PROBLEM TO WORK ON:
Search the records for the word "accent" and report each line that has it.

Saved entries:
◇ ◇ ◇ ◇ ◇ ◇ ◇
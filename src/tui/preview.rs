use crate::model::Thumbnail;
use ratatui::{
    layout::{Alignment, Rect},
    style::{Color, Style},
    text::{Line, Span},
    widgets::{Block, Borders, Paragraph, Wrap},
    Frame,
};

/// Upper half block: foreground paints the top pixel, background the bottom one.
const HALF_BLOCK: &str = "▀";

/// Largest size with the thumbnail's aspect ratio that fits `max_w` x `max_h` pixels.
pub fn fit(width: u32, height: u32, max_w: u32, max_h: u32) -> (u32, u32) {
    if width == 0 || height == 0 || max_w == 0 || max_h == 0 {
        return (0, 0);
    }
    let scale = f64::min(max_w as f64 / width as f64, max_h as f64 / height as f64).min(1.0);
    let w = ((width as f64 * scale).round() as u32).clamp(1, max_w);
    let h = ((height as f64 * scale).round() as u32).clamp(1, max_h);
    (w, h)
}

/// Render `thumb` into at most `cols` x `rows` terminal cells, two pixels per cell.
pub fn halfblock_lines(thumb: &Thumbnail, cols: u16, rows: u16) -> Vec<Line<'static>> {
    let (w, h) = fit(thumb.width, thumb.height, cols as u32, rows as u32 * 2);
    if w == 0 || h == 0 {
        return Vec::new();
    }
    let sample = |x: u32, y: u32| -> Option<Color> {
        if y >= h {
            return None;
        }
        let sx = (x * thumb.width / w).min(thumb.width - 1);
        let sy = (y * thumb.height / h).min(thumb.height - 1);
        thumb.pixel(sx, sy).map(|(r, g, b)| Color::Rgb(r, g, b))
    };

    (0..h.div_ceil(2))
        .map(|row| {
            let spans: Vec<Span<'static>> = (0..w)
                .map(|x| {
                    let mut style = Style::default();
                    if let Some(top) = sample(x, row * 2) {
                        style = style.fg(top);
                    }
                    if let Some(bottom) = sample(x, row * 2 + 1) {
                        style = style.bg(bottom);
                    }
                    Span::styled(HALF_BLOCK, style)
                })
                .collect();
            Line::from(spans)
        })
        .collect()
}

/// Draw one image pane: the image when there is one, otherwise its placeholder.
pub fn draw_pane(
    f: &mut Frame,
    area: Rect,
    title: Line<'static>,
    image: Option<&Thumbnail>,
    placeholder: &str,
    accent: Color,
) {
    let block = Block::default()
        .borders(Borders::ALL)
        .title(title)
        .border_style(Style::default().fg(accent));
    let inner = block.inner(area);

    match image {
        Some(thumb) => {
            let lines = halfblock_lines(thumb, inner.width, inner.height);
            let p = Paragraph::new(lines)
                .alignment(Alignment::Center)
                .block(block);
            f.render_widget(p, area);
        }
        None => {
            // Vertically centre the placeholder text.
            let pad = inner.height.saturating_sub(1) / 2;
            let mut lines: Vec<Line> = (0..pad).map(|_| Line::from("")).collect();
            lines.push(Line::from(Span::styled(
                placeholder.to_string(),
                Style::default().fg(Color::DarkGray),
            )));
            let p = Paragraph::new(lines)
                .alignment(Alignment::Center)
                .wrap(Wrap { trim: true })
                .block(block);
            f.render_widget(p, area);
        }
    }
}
◇ ◇ ◇ ◇ ◇ ◇ ◇
ANSWER SECTION:
    accent: Color,
        .border_style(Style::default().fg(accent));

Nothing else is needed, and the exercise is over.